Top of Record extracts

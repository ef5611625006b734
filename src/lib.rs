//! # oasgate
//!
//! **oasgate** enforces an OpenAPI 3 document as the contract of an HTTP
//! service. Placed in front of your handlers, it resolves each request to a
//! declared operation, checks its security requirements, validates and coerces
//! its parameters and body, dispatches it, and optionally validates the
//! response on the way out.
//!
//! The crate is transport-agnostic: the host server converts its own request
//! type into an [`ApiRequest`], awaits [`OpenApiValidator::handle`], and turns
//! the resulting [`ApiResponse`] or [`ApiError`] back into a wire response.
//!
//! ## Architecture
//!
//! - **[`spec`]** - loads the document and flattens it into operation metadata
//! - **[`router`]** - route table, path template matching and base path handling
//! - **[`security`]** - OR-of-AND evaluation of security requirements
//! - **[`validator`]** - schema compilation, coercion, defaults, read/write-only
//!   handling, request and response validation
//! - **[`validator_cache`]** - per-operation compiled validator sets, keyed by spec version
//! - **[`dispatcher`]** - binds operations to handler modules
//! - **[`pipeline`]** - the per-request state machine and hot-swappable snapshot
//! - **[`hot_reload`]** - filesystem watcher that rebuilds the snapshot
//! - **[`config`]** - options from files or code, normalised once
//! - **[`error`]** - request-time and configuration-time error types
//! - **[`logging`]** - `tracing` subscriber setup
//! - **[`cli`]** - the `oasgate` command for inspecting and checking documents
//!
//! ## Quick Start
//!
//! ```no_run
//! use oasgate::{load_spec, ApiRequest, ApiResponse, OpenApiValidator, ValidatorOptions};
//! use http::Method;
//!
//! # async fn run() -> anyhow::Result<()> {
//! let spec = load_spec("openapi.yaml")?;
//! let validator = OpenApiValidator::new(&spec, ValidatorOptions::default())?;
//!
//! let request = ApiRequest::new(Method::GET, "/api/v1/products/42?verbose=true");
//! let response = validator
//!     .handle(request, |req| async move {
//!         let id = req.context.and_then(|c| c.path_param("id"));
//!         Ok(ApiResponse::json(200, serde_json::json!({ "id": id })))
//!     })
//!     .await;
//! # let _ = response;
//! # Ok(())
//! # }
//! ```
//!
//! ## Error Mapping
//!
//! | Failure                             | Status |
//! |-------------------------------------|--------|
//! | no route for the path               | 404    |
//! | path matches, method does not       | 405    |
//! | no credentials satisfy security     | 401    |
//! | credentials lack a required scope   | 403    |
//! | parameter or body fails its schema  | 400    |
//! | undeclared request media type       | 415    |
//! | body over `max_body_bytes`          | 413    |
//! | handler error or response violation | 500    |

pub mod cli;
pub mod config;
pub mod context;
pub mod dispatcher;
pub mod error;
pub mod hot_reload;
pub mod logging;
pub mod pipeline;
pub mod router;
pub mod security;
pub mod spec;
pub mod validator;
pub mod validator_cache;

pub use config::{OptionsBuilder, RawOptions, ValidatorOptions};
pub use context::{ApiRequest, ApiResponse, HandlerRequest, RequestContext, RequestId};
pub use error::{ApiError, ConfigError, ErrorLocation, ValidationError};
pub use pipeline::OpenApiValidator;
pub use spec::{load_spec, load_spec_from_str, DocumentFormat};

Bottom of Record extracts

> _The problem_: Whenever a line of the records holds the string "body", pick it out and copy it.

> _Result of this exercise_:
//! its parameters and body, dispatches it, and optionally validates the
//! | parameter or body fails its schema  | 400    |
//! | body over `max_body_bytes`          | 413    |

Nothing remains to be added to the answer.